Kulpi is a village and a gram panchayat within the jurisdiction of the Kulpi police station in the Kulpi CD block in the Diamond Harbour subdivision of the South 24 Parganas district in the Indian state of West Bengal.

History
In the 18th century this area was occupied by Portuguese pirates. So, the Nawab of Bengal stationed about 150 soldiers to make this area free.

Geography

Area overview
Diamond Harbour subdivision is a rural subdivision with patches of urbanization. Only 14.61% of the population lives in the urban areas and an overwhelming 85.39% lives in the rural areas. In the western portion of the subdivision (shown in the map alongside) there are 11 census towns. The entire district is situated in the Ganges Delta and the western part, located on the east bank of the Hooghly River, is covered by the Kulpi Diamond Harbour Plain, which is 5-6 metres above sea level. Archaeological excavations at Deulpota and Harinarayanpur, on the bank of the Hooghly River indicate the existence of human habitation more than 2,000 years ago.

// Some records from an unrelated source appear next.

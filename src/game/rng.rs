//! Randomness source for battle resolution
//!
//! Every random decision in a battle (target choice, critical hit, damage
//! variance, dodge) goes through [`CombatRng`]. Real battles use
//! [`SeededRng`], whose state serializes so a stored battle resumes on the
//! same random stream. Tests and replays use [`ScriptedRng`] to force outcomes.

use crate::game::combat::{CRIT_CHANCE, DODGE_CHANCE, VARIANCE_MAX, VARIANCE_MIN};
use rand::{Rng, SeedableRng};
use rand_xoshiro::Xoshiro256PlusPlus;
use serde::{Deserialize, Serialize};

/// Trait for the random rolls of one battle
pub trait CombatRng {
    /// Whether the next attack is a critical hit
    fn roll_critical(&mut self) -> bool;

    /// Damage variance multiplier in `[VARIANCE_MIN, VARIANCE_MAX]`
    fn roll_variance(&mut self) -> f64;

    /// Whether the defender dodges the next attack
    fn roll_dodge(&mut self) -> bool;

    /// Pick a target index in `[0, candidates)`; `candidates` is never 0
    fn choose_target(&mut self, candidates: usize) -> usize;
}

impl<R: CombatRng + ?Sized> CombatRng for &mut R {
    fn roll_critical(&mut self) -> bool {
        (**self).roll_critical()
    }

    fn roll_variance(&mut self) -> f64 {
        (**self).roll_variance()
    }

    fn roll_dodge(&mut self) -> bool {
        (**self).roll_dodge()
    }

    fn choose_target(&mut self, candidates: usize) -> usize {
        (**self).choose_target(candidates)
    }
}

/// Seeded Xoshiro256++ rolls
#[derive(Debug, Clone, PartialEq, Serialize, Deserialize)]
pub struct SeededRng {
    rng: Xoshiro256PlusPlus,
}

impl SeededRng {
    /// Create a deterministic RNG from a seed
    pub fn new(seed: u64) -> Self {
        SeededRng {
            rng: Xoshiro256PlusPlus::seed_from_u64(seed),
        }
    }

    /// Create an RNG seeded from OS entropy
    pub fn from_entropy() -> Self {
        SeededRng {
            rng: Xoshiro256PlusPlus::from_entropy(),
        }
    }
}

impl CombatRng for SeededRng {
    fn roll_critical(&mut self) -> bool {
        self.rng.gen_bool(CRIT_CHANCE)
    }

    fn roll_variance(&mut self) -> f64 {
        self.rng.gen_range(VARIANCE_MIN..=VARIANCE_MAX)
    }

    fn roll_dodge(&mut self) -> bool {
        self.rng.gen_bool(DODGE_CHANCE)
    }

    fn choose_target(&mut self, candidates: usize) -> usize {
        self.rng.gen_range(0..candidates)
    }
}

/// How a [`ScriptedRng`] picks targets
#[derive(Debug, Clone, Copy, PartialEq, Eq, Default)]
pub enum TargetPick {
    /// Always the first alive candidate
    #[default]
    First,
    /// Always the last alive candidate
    Last,
    /// A fixed candidate index, clamped to the last candidate
    Index(usize),
}

/// Fixed rolls for deterministic scenarios
///
/// Every attack gets the same critical/dodge flags and variance; targets
/// follow [`TargetPick`].
#[derive(Debug, Clone, PartialEq)]
pub struct ScriptedRng {
    pub critical: bool,
    pub dodge: bool,
    pub variance: f64,
    pub target: TargetPick,
}

impl ScriptedRng {
    /// No crits, no dodges, variance 1.0, first target
    pub fn plain() -> Self {
        ScriptedRng {
            critical: false,
            dodge: false,
            variance: 1.0,
            target: TargetPick::First,
        }
    }

    pub fn with_critical(mut self, critical: bool) -> Self {
        self.critical = critical;
        self
    }

    pub fn with_dodge(mut self, dodge: bool) -> Self {
        self.dodge = dodge;
        self
    }

    pub fn with_variance(mut self, variance: f64) -> Self {
        self.variance = variance;
        self
    }

    pub fn with_target(mut self, target: TargetPick) -> Self {
        self.target = target;
        self
    }
}

impl Default for ScriptedRng {
    fn default() -> Self {
        Self::plain()
    }
}

impl CombatRng for ScriptedRng {
    fn roll_critical(&mut self) -> bool {
        self.critical
    }

    fn roll_variance(&mut self) -> f64 {
        self.variance
    }

    fn roll_dodge(&mut self) -> bool {
        self.dodge
    }

    fn choose_target(&mut self, candidates: usize) -> usize {
        match self.target {
            TargetPick::First => 0,
            TargetPick::Last => candidates - 1,
            TargetPick::Index(i) => i.min(candidates - 1),
        }
    }
}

Note: The map alongside presents some of the notable locations in the subdivision. All places marked in the map are linked in the larger full screen map.

Location
Kulpi is located at . It has an average elevation of .

Demographics
According to the 2011 Census of India, Kulpi had a total population of 2,000, of which 982 (49%) were males and 1,018 (51%) were females. There were 192 persons in the age range of 0-6 years. The total number of literate persons was 1,478 (81.75 % of the population over 6 years).

Civic administration

Police station
Kulpi police station covers an area of 166.63 km2. It has jurisdiction over parts of the Kulpi CD block.

CD block HQ
The headquarters of the Kulpi CD block are located at PO Paschim Gopalnagar, Kulpi.

Economy

Industry
In January 2014, the Government of West Bengal gave its clearance for the development of a ship breaking yard.

Transport
Kulpi is on the junction of the National Highway 12 and State Highway 1.

Kulpi railway station is on the Sealdah–Namkhana line of the Kolkata Suburban Railway system.

Commuters
With the electrification of the railways, suburban traffic has grown tremendously since the 1960s. As of 2005-06, more than 1.7 million (17 lakhs) commuters use the Kolkata Suburban Railway system daily. After the partition of India, refugees from erstwhile East Pakistan and Bangladesh had a strong impact on the development of urban areas in the periphery of Kolkata. The new immigrants depended on Kolkata for their livelihood, thus increasing the number of commuters. Eastern Railway runs 1,272 EMU trains daily.

Education
Kulpi Janapriya High School is a coeducational higher secondary institution.

Healthcare
Kulpi Block Primary Health Centre, with 15 beds, at Kulpi, is the major government medical facility in the Kulpi CD block.